WHAT YOU HAVE TO DO =
Below are some records; copy each line in them that contains "PathBuf".

[Stored data entries]

━━━━

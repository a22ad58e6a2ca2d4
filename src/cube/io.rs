//! Simple JSON interchange for datacubes and raw pixel spectra.
//!
//! Parsing vendor formats (imzML, TIFF stacks) is left to external loaders;
//! these files are what such loaders are expected to emit.
use super::annotation::{parse_annotations, AnnotationTable, MassListRow};
use super::{MsiCube, PeakStatistics};
use crate::image::io::{ensure_parent_dir, read_json_file, save_grayscale_f32, write_json_file};
use crate::spectra::PixelSpectrum;
use serde::{Deserialize, Serialize};
use std::fs::File;
use std::path::Path;

/// On-disk datacube: intensities flattened pixel-major.
#[derive(Debug, Serialize, Deserialize)]
pub struct CubeFile {
    pub width: usize,
    pub height: usize,
    pub mzs: Vec<f64>,
    pub intensities: Vec<f32>,
}

/// On-disk list of pixel spectra on a `width × height` grid.
#[derive(Debug, Serialize, Deserialize)]
pub struct SpectraFile {
    pub width: usize,
    pub height: usize,
    pub spectra: Vec<PixelSpectrum>,
}

pub fn load_cube_json(path: &Path) -> Result<MsiCube, String> {
    let file: CubeFile = read_json_file(path)?;
    MsiCube::new(file.width, file.height, file.mzs, file.intensities)
        .map_err(|e| format!("Invalid datacube {}: {e}", path.display()))
}

pub fn save_cube_json(cube: &MsiCube, path: &Path) -> Result<(), String> {
    let file = CubeFile {
        width: cube.width,
        height: cube.height,
        mzs: cube.mzs.clone(),
        intensities: cube.data.clone(),
    };
    write_json_file(path, &file)
}

/// Load pixel spectra. Mismatched m/z and intensity arrays are rejected while
/// parsing; pixels outside the declared grid are rejected here.
pub fn load_spectra_json(path: &Path) -> Result<SpectraFile, String> {
    let file: SpectraFile = read_json_file(path)?;
    if let Some(p) = file
        .spectra
        .iter()
        .find(|p| p.x >= file.width || p.y >= file.height)
    {
        return Err(format!(
            "Invalid spectra {}: pixel ({}, {}) outside {}x{} grid",
            path.display(),
            p.x,
            p.y,
            file.width,
            file.height
        ));
    }
    Ok(file)
}

/// Write ion image `k` as a min–max normalised grayscale PNG.
pub fn save_ion_image_png(cube: &MsiCube, k: usize, path: &Path) -> Result<(), String> {
    if k >= cube.n_mz() {
        return Err(format!(
            "Ion image index {k} out of range ({} m/z)",
            cube.n_mz()
        ));
    }
    save_grayscale_f32(&cube.ion_image(k).normalized(), path)
}

pub fn load_annotation_csv(path: &Path) -> Result<AnnotationTable, String> {
    let file = File::open(path).map_err(|e| format!("Failed to read {}: {e}", path.display()))?;
    parse_annotations(file).map_err(|e| format!("Failed to parse {}: {e}", path.display()))
}

/// Write a mass list as CSV: m/z, mean intensity, then one column per
/// annotation column.
pub fn save_mass_list_csv(
    rows: &[MassListRow],
    columns: &[String],
    path: &Path,
) -> Result<(), String> {
    let write_err = |e: csv::Error| format!("Failed to write CSV {}: {e}", path.display());
    ensure_parent_dir(path)?;
    let mut writer = csv::Writer::from_path(path).map_err(write_err)?;
    let mut header = vec!["m/z".to_string(), "Average intensity".to_string()];
    header.extend(columns.iter().cloned());
    writer.write_record(&header).map_err(write_err)?;
    for row in rows {
        let mut record = vec![row.mz.to_string(), row.mean_intensity.to_string()];
        record.extend(row.annotations.iter().map(|a| a.clone().unwrap_or_default()));
        writer.write_record(&record).map_err(write_err)?;
    }
    writer
        .flush()
        .map_err(|e| format!("Failed to write CSV {}: {e}", path.display()))
}

pub fn save_statistics_csv(stats: &[PeakStatistics], path: &Path) -> Result<(), String> {
    let write_err = |e: csv::Error| format!("Failed to write CSV {}: {e}", path.display());
    ensure_parent_dir(path)?;
    let mut writer = csv::Writer::from_path(path).map_err(write_err)?;
    for row in stats {
        writer.serialize(row).map_err(write_err)?;
    }
    writer
        .flush()
        .map_err(|e| format!("Failed to write CSV {}: {e}", path.display()))
}

#[cfg(test)]
mod tests {
    use super::*;
    use std::fs;
    use std::path::PathBuf;

    fn temp_path(name: &str) -> PathBuf {
        let dir = std::env::temp_dir().join(format!("msi_fusion_cube_io_{}", std::process::id()));
        fs::create_dir_all(&dir).unwrap();
        dir.join(name)
    }

    #[test]
    fn cube_json_round_trip() {
        let cube = MsiCube::new(
            3,
            2,
            vec![100.0, 250.5],
            vec![0.0, 1.0, 2.0, 3.0, 4.0, 5.0, 6.0, 7.0, 8.0, 9.0, 10.0, 11.0],
        )
        .unwrap();
        let path = temp_path("cube.json");
        save_cube_json(&cube, &path).unwrap();
        let loaded = load_cube_json(&path).unwrap();
        assert_eq!((loaded.width, loaded.height), (3, 2));
        assert_eq!(loaded.mzs, cube.mzs);
        assert_eq!(loaded.data, cube.data);
    }

    #[test]
    fn cube_with_wrong_length_is_invalid() {
        let path = temp_path("short_cube.json");
        fs::write(&path, r#"{"width":2,"height":2,"mzs":[100.0],"intensities":[1.0,2.0]}"#)
            .unwrap();
        let err = load_cube_json(&path).unwrap_err();
        assert!(err.starts_with("Invalid datacube"), "{err}");
    }

    #[test]
    fn mass_list_and_statistics_csv_have_headers() {
        use crate::cube::annotation::mass_list;
        use crate::spectra::MzTolerance;

        let cube = MsiCube::new(2, 1, vec![100.0, 200.0], vec![1.0, 2.0, 3.0, 4.0]).unwrap();
        let annotations = temp_path("annotations.csv");
        fs::write(&annotations, ";PC_Na\n200.0;PC_Na\n").unwrap();
        let table = load_annotation_csv(&annotations).unwrap();
        let rows = mass_list(&cube, Some(&table), MzTolerance::Da(0.01));

        let list = temp_path("mass_list.csv");
        save_mass_list_csv(&rows, &table.columns, &list).unwrap();
        let text = fs::read_to_string(&list).unwrap();
        let lines: Vec<&str> = text.lines().collect();
        assert_eq!(lines, ["m/z,Average intensity,PC (Na)", "100,2,", "200,3,PC (Na)"]);

        let stats = temp_path("statistics.csv");
        save_statistics_csv(&cube.peak_statistics(), &stats).unwrap();
        let text = fs::read_to_string(&stats).unwrap();
        assert!(text.starts_with("mz,sampleVariability,sampleMean"), "{text}");
        assert_eq!(text.lines().count(), 3);
    }

    #[test]
    fn missing_annotation_file_is_reported() {
        let err = load_annotation_csv(&temp_path("no_such_annotations.csv")).unwrap_err();
        assert!(err.starts_with("Failed to read"), "{err}");
    }

    #[test]
    fn spectra_with_mismatched_arrays_fail_to_load() {
        let path = temp_path("mismatched_spectra.json");
        fs::write(
            &path,
            r#"{"width":1,"height":1,"spectra":[
                {"x":0,"y":0,"mz":[100.0,101.0,102.0],"intensities":[1.0,2.0,3.0,4.0,5.0]}
            ]}"#,
        )
        .unwrap();
        let err = load_spectra_json(&path).unwrap_err();
        assert!(err.contains("spectrum intensities"), "{err}");
    }

    #[test]
    fn spectra_outside_the_grid_are_invalid() {
        let path = temp_path("outside_spectra.json");
        fs::write(
            &path,
            r#"{"width":2,"height":1,"spectra":[
                {"x":0,"y":0,"mz":[100.0],"intensities":[1.0]},
                {"x":0,"y":1,"mz":[100.0],"intensities":[2.0]}
            ]}"#,
        )
        .unwrap();
        let err = load_spectra_json(&path).unwrap_err();
        assert!(err.starts_with("Invalid spectra"), "{err}");
        assert!(err.contains("(0, 1)"), "{err}");
    }
}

━━━━

WORKED SOLUTION =
    use std::path::PathBuf;
    fn temp_path(name: &str) -> PathBuf {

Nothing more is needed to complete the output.